WASHINGTON -- As U.S. forces closed in on Baghdad Friday, a civilian official at the Pentagon rejoiced at the success of American arms but worried about things that had not happened. Weapons of mass destruction (WMD) neither have been used by Saddam Hussein's legions nor found by the invading Anglo-American coalition.
The absence so far of WMD does not diminish justification, in the view of U.S. policymakers, for changing Baghdad's dictatorial regime. Nevertheless, they would like to collect real evidence of weapons. "If we don't," said the concerned Defense Department official, "you can bet the liberals will make a big deal out of it."
White House and State Department officials were saying the same thing two weeks earlier. On March 24, a mid-level Bush administration official told me he feared that modest quantities of chemical weapons would constitute the entire cache of captured WMD, but added that he would be grateful for that much. The official, an early advocate of Iraqi regime change, is not fretting about the decision to go to war but about the global reaction to it.
The real reason for attacking the Iraqi regime always has been disconnected from its public rationale. On the day after the U.S. launched the military strike that quickly liberated Afghanistan from the Taliban, my column identified Iraq as the second target in President Bush's war against terrorism. I did not write one word about weapons of mass destruction because not one such word was mentioned to me in many interviews with Bush policymakers.

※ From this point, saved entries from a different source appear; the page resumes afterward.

// fusion_sim/src/simulation/runner.rs

use crate::error::SimError;
use crate::simulation::config::{ScenarioConfig, SourceConfig};
use crate::simulation::evaluation::{RmseAccumulator, RunReport};
use crate::simulation::{replay, sensors, Record};
use fusion_core::prelude::*;
use tracing::{debug, info};

/// Collects the measurement stream of a scenario, ordered by timestamp.
/// Readings sharing a timestamp keep their source order.
pub fn load_records(source: &SourceConfig) -> Result<Vec<Record>, SimError> {
    let mut records = match source {
        SourceConfig::Synthetic(synthetic) => sensors::synthesize(synthetic)?,
        SourceConfig::Replay { path } => replay::load_log(path)?,
    };
    records.sort_by_key(|r| r.message.timestamp_us);
    Ok(records)
}

/// Runs the filter of `config` over its measurement source.
pub fn run_scenario(config: &ScenarioConfig) -> Result<RunReport, SimError> {
    let records = load_records(&config.source)?;
    run_records(config, &records)
}

/// Feeds `records` through a fresh filter and evaluates it.
///
/// A measurement the filter rejects is counted and skipped; the run goes on.
pub fn run_records(config: &ScenarioConfig, records: &[Record]) -> Result<RunReport, SimError> {
    info!("Running scenario '{}' over {} measurements", config.name, records.len());

    let mut ukf = UnscentedKalmanFilter::new(config.filter.clone())?;
    let mut lidar_nis = NisMonitor::new(SensorKind::Lidar);
    let mut radar_nis = NisMonitor::new(SensorKind::Radar);
    let mut rmse = RmseAccumulator::new();
    let mut rejected = 0;

    for record in records {
        let sensor = record.message.sensor_kind();
        let corrects = ukf.is_initialized() && ukf.is_enabled(sensor);

        if ukf.process(&record.message).is_err() {
            rejected += 1;
            continue;
        }

        if corrects {
            let nis = ukf.nis(sensor);
            match sensor {
                SensorKind::Lidar => lidar_nis.record(nis),
                SensorKind::Radar => radar_nis.record(nis),
            }
        }

        let state = ukf.get_state();
        debug!(
            timestamp_us = state.last_update_timestamp,
            px = state.get(StateVariable::Px),
            py = state.get(StateVariable::Py),
            v = state.get(StateVariable::V),
            yaw = state.get(StateVariable::Yaw),
            "state"
        );
        if let Some(truth) = &record.truth {
            rmse.add(state, truth);
        }
    }

    let state = ukf.get_state();
    let mut final_state = [0.0; 5];
    final_state.copy_from_slice(state.vector.as_slice());

    Ok(RunReport {
        scenario: config.name.clone(),
        measurements: records.len(),
        rejected,
        final_timestamp_us: state.last_update_timestamp,
        final_state,
        rmse: rmse.rmse(),
        nis: [lidar_nis, radar_nis]
            .iter()
            .filter(|m| m.count() > 0)
            .map(NisMonitor::summary)
            .collect(),
    })
}

#[cfg(test)]
mod tests {
    use super::*;
    use crate::simulation::TruthSample;

    fn lidar(px: f64, py: f64, t: u64) -> Record {
        Record {
            message: MeasurementMessage::lidar(px, py, t),
            truth: Some(TruthSample {
                px,
                py,
                vx: 0.0,
                vy: 0.0,
            }),
        }
    }

    #[test]
    fn test_replay_records_are_sorted() {
        let dir = std::env::temp_dir().join(format!("fusion_sim_runner_{}", std::process::id()));
        std::fs::create_dir_all(&dir).unwrap();
        let path = dir.join("log.txt");
        std::fs::write(&path, "L 1 1 200\nR 1 0.1 0 100\nL 2 2 100\n").unwrap();

        let records = load_records(&SourceConfig::Replay { path }).unwrap();
        let stamps: Vec<u64> = records.iter().map(|r| r.message.timestamp_us).collect();
        assert_eq!(stamps, vec![100, 100, 200]);
        assert_eq!(records[0].message.sensor_kind(), SensorKind::Radar);

        std::fs::remove_dir_all(&dir).unwrap();
    }

    #[test]
    fn test_first_measurement_records_no_nis() {
        let config = ScenarioConfig::default();
        let report = run_records(&config, &[lidar(1.0, 1.0, 0), lidar(1.0, 1.0, 100_000)]).unwrap();

        assert_eq!(report.measurements, 2);
        assert_eq!(report.rejected, 0);
        assert_eq!(report.nis.len(), 1);
        assert_eq!(report.nis[0].sensor, SensorKind::Lidar);
        assert_eq!(report.nis[0].count, 1);
        assert_eq!(report.final_timestamp_us, 100_000);
        assert!(report.rmse.is_some());
    }

    #[test]
    fn test_rejected_measurements_are_counted() {
        let config = ScenarioConfig::default();
        // Unsorted on purpose: run_records takes the stream as given.
        let records = [lidar(1.0, 1.0, 500), lidar(1.0, 1.0, 100), lidar(1.1, 1.0, 900)];
        let report = run_records(&config, &records).unwrap();

        assert_eq!(report.rejected, 1);
        assert_eq!(report.final_timestamp_us, 900);
    }
}
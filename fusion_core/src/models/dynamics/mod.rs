// fusion_core/src/models/dynamics/mod.rs

use crate::types::{SigmaPoints, State};
use dyn_clone::DynClone;
use nalgebra::{DMatrix, DVector};
use std::fmt::Debug;

/// A trait for process models used by the unscented filter.
///
/// The model works on *augmented* vectors: the kinematic state followed by the
/// process noise terms. It returns the propagated kinematic state only, with
/// the noise already folded in.
pub trait EstimationDynamics: DynClone + Debug + Send + Sync {
    /// Length of the kinematic state this model propagates.
    fn state_dim(&self) -> usize;

    /// Number of process noise terms appended to the state for augmentation.
    fn noise_dim(&self) -> usize;

    /// Row of the state that holds an angle, if any. Deviations along this row
    /// are wrapped when moments are recombined.
    fn angle_index(&self) -> Option<usize> {
        None
    }

    /// Propagates one augmented vector over `dt` seconds (`dt >= 0`).
    fn propagate(&self, augmented: &DVector<f64>, dt: f64) -> State;

    /// Propagates every column of an augmented sigma point matrix.
    ///
    /// # Returns
    /// A `state_dim x ncols` matrix with the propagated points.
    fn propagate_sigma_points(&self, augmented: &SigmaPoints, dt: f64) -> SigmaPoints {
        let mut propagated = DMatrix::zeros(self.state_dim(), augmented.ncols());
        for i in 0..augmented.ncols() {
            let point = augmented.column(i).into_owned();
            propagated.column_mut(i).copy_from(&self.propagate(&point, dt));
        }
        propagated
    }
}

// This macro generates the implementation of `Clone` for `Box<dyn EstimationDynamics>`.
dyn_clone::clone_trait_object!(EstimationDynamics);

pub mod ctrv;
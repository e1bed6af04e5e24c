// fusion_core/src/lib.rs

// This file defines the public modules of the library.
pub mod config;
pub mod error;
pub mod estimation;
pub mod messages;
pub mod models;
pub mod prelude;
pub mod state;
pub mod types;
pub mod utils;
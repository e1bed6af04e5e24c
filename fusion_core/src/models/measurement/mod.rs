// fusion_core/src/models/measurement/mod.rs

use crate::estimation::unscented::{points_to_moments, Moments};
use crate::messages::SensorKind;
use crate::types::SigmaPoints;
use dyn_clone::DynClone;
use nalgebra::{DMatrix, DVector};
use std::fmt::Debug;

// --- MEASUREMENT MODEL TRAIT ---
// Represents the mathematical model of a sensor. `z = h(x) + v`
pub trait Measurement: DynClone + Debug + Send + Sync {
    /// Which sensor this model describes.
    fn sensor_kind(&self) -> SensorKind;

    /// Length of the measurement vector `z`.
    fn dim(&self) -> usize {
        self.sensor_kind().measurement_dim()
    }

    /// Returns the measurement noise covariance matrix `R`.
    fn get_r(&self) -> &DMatrix<f64>;

    /// Row of `z` that holds an angle, if any.
    fn angle_index(&self) -> Option<usize> {
        None
    }

    /// Predicts the ideal measurement `z_pred = h(x)` for one state vector.
    fn predict_measurement(&self, state: &DVector<f64>) -> DVector<f64>;

    /// Cartesian position `(px, py)` implied by a raw reading. Used to seed the
    /// filter from its very first measurement.
    fn initial_position(&self, z: &DVector<f64>) -> (f64, f64);

    /// Maps every state sigma point into measurement space.
    fn transform_sigma_points(&self, state_points: &SigmaPoints) -> SigmaPoints {
        let mut z_points = DMatrix::zeros(self.dim(), state_points.ncols());
        for i in 0..state_points.ncols() {
            let point = state_points.column(i).into_owned();
            z_points.column_mut(i).copy_from(&self.predict_measurement(&point));
        }
        z_points
    }

    /// Predicted measurement sigma points together with the predicted
    /// measurement mean and innovation covariance `S` (sensor noise included).
    fn predict_moments(
        &self,
        state_points: &SigmaPoints,
        weights: &DVector<f64>,
    ) -> (SigmaPoints, Moments) {
        let z_points = self.transform_sigma_points(state_points);
        let mut moments = points_to_moments(&z_points, weights, self.angle_index());
        moments.covariance += self.get_r();
        (z_points, moments)
    }
}

// This macro automatically generates the implementation of `Clone` for `Box<dyn Measurement>`.
dyn_clone::clone_trait_object!(Measurement);

pub mod lidar;
pub mod radar;
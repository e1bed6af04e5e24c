// fusion_core/src/estimation/filters/mod.rs

pub mod ukf;
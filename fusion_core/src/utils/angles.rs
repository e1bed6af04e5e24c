// fusion_core/src/utils/angles.rs

use num_traits::{Float, FloatConst};

/// Wraps an angle into the half-open interval `(-pi, pi]`.
///
/// Used for the state heading, the radar bearing and every difference of
/// either, so all of them share one wrap convention.
pub fn normalize_angle<T: Float + FloatConst>(angle: T) -> T {
    let pi = T::PI();
    let tau = T::TAU();

    // `r` lands in [0, tau), which maps `pi - r` into (-pi, pi].
    let shifted = pi - angle;
    let r = shifted - tau * (shifted / tau).floor();
    let wrapped = pi - r;

    // Rounding can push `r` onto `tau` itself for huge inputs.
    if wrapped <= -pi {
        wrapped + tau
    } else {
        wrapped
    }
}

/// Wraps a single component of a vector in place.
pub fn normalize_component(values: &mut [f64], index: usize) {
    values[index] = normalize_angle(values[index]);
}

#[cfg(test)]
mod tests {
    use super::*;
    use approx::assert_abs_diff_eq;
    use proptest::prelude::*;
    use std::f64::consts::PI;

    #[test]
    fn test_identity_inside_range() {
        assert_abs_diff_eq!(normalize_angle(0.5_f64), 0.5, epsilon = 1e-12);
        assert_abs_diff_eq!(normalize_angle(-3.0_f64), -3.0, epsilon = 1e-12);
    }

    #[test]
    fn test_boundaries() {
        assert_abs_diff_eq!(normalize_angle(PI), PI, epsilon = 1e-12);
        assert_abs_diff_eq!(normalize_angle(-PI), PI, epsilon = 1e-12);
        assert_abs_diff_eq!(normalize_angle(3.0 * PI), PI, epsilon = 1e-9);
    }

    #[test]
    fn test_multiple_turns() {
        assert_abs_diff_eq!(normalize_angle(0.25 + 6.0 * PI), 0.25, epsilon = 1e-9);
        assert_abs_diff_eq!(normalize_angle(0.25 - 8.0 * PI), 0.25, epsilon = 1e-9);
        assert_abs_diff_eq!(normalize_angle(1.5_f32 * std::f32::consts::PI), -0.5 * std::f32::consts::PI, epsilon = 1e-5);
    }

    #[test]
    fn test_normalize_component() {
        let mut v = [1.0, 2.0, 7.0];
        normalize_component(&mut v, 2);
        assert_abs_diff_eq!(v[2], 7.0 - 2.0 * PI, epsilon = 1e-12);
        assert_eq!(v[0], 1.0);
    }

    proptest! {
        #[test]
        fn wrapped_angle_stays_in_range(angle in -40.0_f64..40.0) {
            let wrapped = normalize_angle(angle);
            prop_assert!(wrapped > -PI && wrapped <= PI);
        }

        #[test]
        fn wrapping_preserves_direction(angle in -40.0_f64..40.0) {
            let wrapped = normalize_angle(angle);
            prop_assert!((wrapped.sin() - angle.sin()).abs() < 1e-9);
            prop_assert!((wrapped.cos() - angle.cos()).abs() < 1e-9);
        }
    }
}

The subsequent debate over WMD ensued when Secretary of State Colin Powell, over Defense Secretary Donald Rumsfeld's objections, talked the president into seeking United Nations sanction for military action. Pre-emptive elimination of Hussein would not win over the U.N. Security Council, which had to be convinced the Iraqi dictator was a present danger. Failure to supply hard WMD evidence at the United Nations doomed Security Council approval.
Sen. Carl Levin, ranking Democrat on the Senate Armed Services Committee and an opponent of military action against Iraq, has argued a military attack might impel Hussein to employ weapons that he had been deterred from using. But what weapons? He clearly is not close to developing nuclear capability or weaponized biological devices. That leaves chemical weapons, which few military experts put in the WMD category.